Prof. Marie Keller King, recipient of the 2018 Dan David Prize who discovered theMutations in the geneBRCA 1 calls for the adoption of the tests released to the market by a company Color Genomics. The test, which is sent to the company's laboratories, examines not only the mutations in the genes and contributes to the understanding of the risks of breast and ovarian cancer, but also detects mutations in other genes
"Every woman over the age of 30 should consider using a home test to detect the risk of getting cancer," she says Prof. Marie Keller King (Mary-Claire King), one of the leading genome scientists in the world. The announcement comes following the release to the general public of two tests released to the market by the Color Genomics company, intended for home use, and allowing a simple saliva test to discover the degree of risk of contracting several types of hereditary cancer.
The work of Prof. Keller King, one of the pioneers and pioneers in the field of medical genetics, led to the discovery of mutations in the BRCA 1 gene, the presence of which puts women at risk of developing breast and ovarian cancer. While DNA of all including the BRCA 1 and BRCA2 genes, the mutation in which can increase the risk of getting cancer by a rate between 10 and 80 percent. Her discoveries contributed to the understanding of the early tendency to get hereditary cancer and caused a revolution in the medical approach to cancer screening tests, while adapting the treatments to the specific type of cancer. Prof. Keller King recently won the Dan David International Award for "extraordinary contribution to humanity". The award, given in Israel, is currently among the top international awards and will be awarded to her on May 6, 2018, in Tel Aviv. Prof. Keller King currently serves as an unpaid consultant to Color Genomics.

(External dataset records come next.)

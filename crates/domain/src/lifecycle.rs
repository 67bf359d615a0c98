//! Lifecycle state machines.
//!
//! Every machine is a total function of the current state, an event and the
//! guard facts the caller read alongside the record. Illegal moves return
//! [`enermina_core::AppError::InvalidTransition`]; failed guards return
//! [`enermina_core::AppError::PreconditionFailed`]. Nothing here touches
//! storage, so the caller commits the resulting state together with the
//! version guards that make the decision hold at commit.

mod invoice;
mod notification;
mod order;
mod payment;
mod registration;

pub use invoice::{InvoiceEvent, InvoiceFacts, reconcile_invoice, settled_total, transition_invoice};
pub use notification::{NotificationEvent, NotificationTransition, transition_notification};
pub use order::{LineItemState, OrderEvent, transition_order};
pub use payment::{InvoiceBalance, PaymentOutcome, retry_payment, settle_payment};
pub use registration::{
    RegistrationEvent, RegistrationTransition, TicketEffect, transition_registration,
};

use enermina_core::AppError;

fn invalid_transition(machine: &str, from: impl std::fmt::Display, event: &str) -> AppError {
    AppError::InvalidTransition(format!("{machine} cannot {event} from {from}"))
}
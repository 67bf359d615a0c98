use super::*;

const DEFAULT_FAILURE: &str = "delivery failed";

impl LifecycleService {
    /// Applies a delivery event to a notification.
    pub async fn transition_notification(
        &self,
        subject: &Subject,
        key: &RecordKey,
        event: NotificationEvent,
        error: Option<String>,
    ) -> AppResult<Record> {
        self.transition_notification_at(subject, key, event, error, Utc::now())
            .await
    }

    /// Same as [`LifecycleService::transition_notification`] with an explicit
    /// clock.
    ///
    /// Dispatching stamps `sentAt` and counts an attempt, delivery stamps
    /// `deliveredAt`, and `lastAttemptError` is written only when the
    /// notification becomes FAILED.
    pub async fn transition_notification_at(
        &self,
        subject: &Subject,
        key: &RecordKey,
        event: NotificationEvent,
        error: Option<String>,
        now: DateTime<Utc>,
    ) -> AppResult<Record> {
        let notification = self
            .load_for_update(subject, EntityType::Notification, key)
            .await?;
        let current = status_of::<NotificationStatus>(&notification)?;
        let attempts = notification.integer("deliveryAttempts").unwrap_or(0);
        let attempts = u32::try_from(attempts).map_err(|_| {
            AppError::Validation(format!(
                "notification '{key}' has an invalid deliveryAttempts value"
            ))
        })?;

        let next = transition_notification(
            current,
            event,
            attempts,
            self.config.notification_max_delivery_attempts,
        )?;

        let mut data = with_status(&notification, next.status.as_str());
        if next.counts_attempt {
            data.insert(
                "deliveryAttempts".to_owned(),
                Value::from(i64::from(attempts) + 1),
            );
        }
        match next.status {
            NotificationStatus::Sent => {
                data.insert("sentAt".to_owned(), timestamp(now));
            }
            NotificationStatus::Delivered => {
                data.insert("deliveredAt".to_owned(), timestamp(now));
            }
            NotificationStatus::Failed => {
                let error = error
                    .filter(|error| !error.trim().is_empty())
                    .unwrap_or_else(|| DEFAULT_FAILURE.to_owned());
                data.insert("lastAttemptError".to_owned(), Value::String(error));
            }
            NotificationStatus::Pending | NotificationStatus::Read => {}
        }

        let mut batch = WriteBatch::new();
        batch.push(RecordWrite::replace(&notification, data));
        self.commit_first(batch).await
    }
}
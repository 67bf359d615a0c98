pub mod health;
pub mod lifecycle;
pub mod mutations;
pub mod records;
pub mod storage;
pub mod triggers;
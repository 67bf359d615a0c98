use std::str::FromStr;
use std::sync::Arc;

use chrono::{DateTime, SecondsFormat, Utc};
use enermina_core::{AppError, AppResult};
use enermina_domain::lifecycle::{
    InvoiceBalance, InvoiceEvent, InvoiceFacts, LineItemState, NotificationEvent, OrderEvent,
    PaymentOutcome, RegistrationEvent, TicketEffect, reconcile_invoice, retry_payment,
    settle_payment, settled_total, transition_invoice, transition_notification, transition_order,
    transition_registration,
};
use enermina_domain::{
    EntityType, EventRegistrationStatus, InvoiceStatus, NotificationStatus, Operation,
    OrderStatus, PaymentTransactionStatus, Record, RecordKey, ResourceItemStatus, Subject,
};
use rust_decimal::Decimal;
use serde::{Deserialize, Serialize};
use serde_json::{Map, Value};

use crate::AuthorizationService;
use crate::record_ports::{RecordStore, RecordWrite, WriteBatch};

mod invoices;
mod notifications;
mod orders;
mod payments;
mod registrations;

/// Retry ceilings of the lifecycle machines.
#[derive(Debug, Clone, Copy, PartialEq, Eq, Serialize, Deserialize)]
pub struct LifecycleConfig {
    /// Delivery attempts after which a failed notification is not retried.
    pub notification_max_delivery_attempts: u32,
    /// Failed transactions per invoice after which no retry is created.
    pub payment_max_attempts: u32,
}

impl Default for LifecycleConfig {
    fn default() -> Self {
        Self {
            notification_max_delivery_attempts: 3,
            payment_max_attempts: 3,
        }
    }
}

/// Application service applying lifecycle events to stateful records.
///
/// Each event reads the record and the records its guard depends on, asks
/// the domain machine for the next state and commits the state change with
/// version guards on everything it read.
#[derive(Clone)]
pub struct LifecycleService {
    store: Arc<dyn RecordStore>,
    authorization_service: AuthorizationService,
    config: LifecycleConfig,
}

impl LifecycleService {
    /// Creates a new lifecycle service.
    #[must_use]
    pub fn new(
        store: Arc<dyn RecordStore>,
        authorization_service: AuthorizationService,
        config: LifecycleConfig,
    ) -> Self {
        Self {
            store,
            authorization_service,
            config,
        }
    }

    /// Returns the retry ceilings in effect.
    #[must_use]
    pub fn config(&self) -> LifecycleConfig {
        self.config
    }

    /// Loads a record the subject may update.
    async fn load_for_update(
        &self,
        subject: &Subject,
        entity_type: EntityType,
        key: &RecordKey,
    ) -> AppResult<Record> {
        self.authorization_service
            .schema(entity_type)?
            .validate_key(key)?;
        self.authorization_service
            .ensure_enabled(entity_type, Operation::Update)?;

        let record = self.store.find(entity_type, key).await?.ok_or_else(|| {
            AppError::NotFound(format!("{} '{key}' does not exist", entity_type.as_str()))
        })?;
        self.authorization_service
            .require_on_record(subject, Operation::Update, &record)?;
        Ok(record)
    }

    async fn load_reference(
        &self,
        record: &Record,
        field: &str,
        target: EntityType,
    ) -> AppResult<Record> {
        let id = required_text(record, field)?;
        self.store
            .find(target, &RecordKey::single(id))
            .await?
            .ok_or_else(|| {
                AppError::DanglingReference(format!(
                    "'{field}' of {} '{}' points at missing {} '{id}'",
                    record.entity_type().as_str(),
                    record.key(),
                    target.as_str()
                ))
            })
    }

    async fn commit_first(&self, batch: WriteBatch) -> AppResult<Record> {
        self.store
            .commit(batch)
            .await?
            .into_iter()
            .next()
            .ok_or_else(|| AppError::Internal("record store returned no written record".to_owned()))
    }
}

fn status_of<T>(record: &Record) -> AppResult<T>
where
    T: FromStr<Err = AppError>,
{
    record.tag::<T>("status")?.ok_or_else(|| {
        AppError::Validation(format!(
            "{} '{}' has no status",
            record.entity_type().as_str(),
            record.key()
        ))
    })
}

fn required_text<'a>(record: &'a Record, field: &str) -> AppResult<&'a str> {
    record.text(field).ok_or_else(|| {
        AppError::Validation(format!(
            "{} '{}' has no '{field}'",
            record.entity_type().as_str(),
            record.key()
        ))
    })
}

fn required_amount(record: &Record, field: &str) -> AppResult<Decimal> {
    record.decimal(field)?.ok_or_else(|| {
        AppError::Validation(format!(
            "{} '{}' has no '{field}'",
            record.entity_type().as_str(),
            record.key()
        ))
    })
}

fn with_status(record: &Record, status: &str) -> Map<String, Value> {
    let mut data = record.data().clone();
    data.insert("status".to_owned(), Value::String(status.to_owned()));
    data
}

fn timestamp(now: DateTime<Utc>) -> Value {
    Value::String(now.to_rfc3339_opts(SecondsFormat::Millis, true))
}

The Color Genomics test kits are currently sold to anyone who requires them on the website Company And also on the Amazon website. The test, which is mainly a saliva sample, which is sent to the company's laboratories, examines not only the gene mutations and understanding the risks of breast and ovarian cancer, but also detects mutations in other genes. "In the first stages, we sent the company 400 DNA samples directly from our laboratories. complexity and we challenged it by locating the mutations," said Prof. Keller King. "I must point out that they overcame every problem and didn't miss a single one. They even came up with one mutation that we hadn't detected, as at the time we evaluated the patient, that particular gene had not been linked to breast cancer. They had, therefore, a 101 percent success rate with the samples.'
According to Prof. Keller King, the great advantage is that if the tests reveal mutations that require action on the part of the subject, Color Genomics genetic counselors contact her, go over the result and explain what can be done next. "It is important that the subjects understand what the options are before them. It is quite possible that they will not get cancer in the future, but that they will understand that the risk is high and will receive recommendations for preventive activities, of one kind or another. I definitely think that women over the age of 30 should consider having such tests done. We have a choice to do the test, now or in a year. Not everyone has to do the tests, but it's a good idea. Every woman needs to get the information that will allow her to understand what she can get from performing these types of tests. One of the common mistakes is that only women with a family history of breast cancer should worry, since mutations can be detected even without a 'family history'.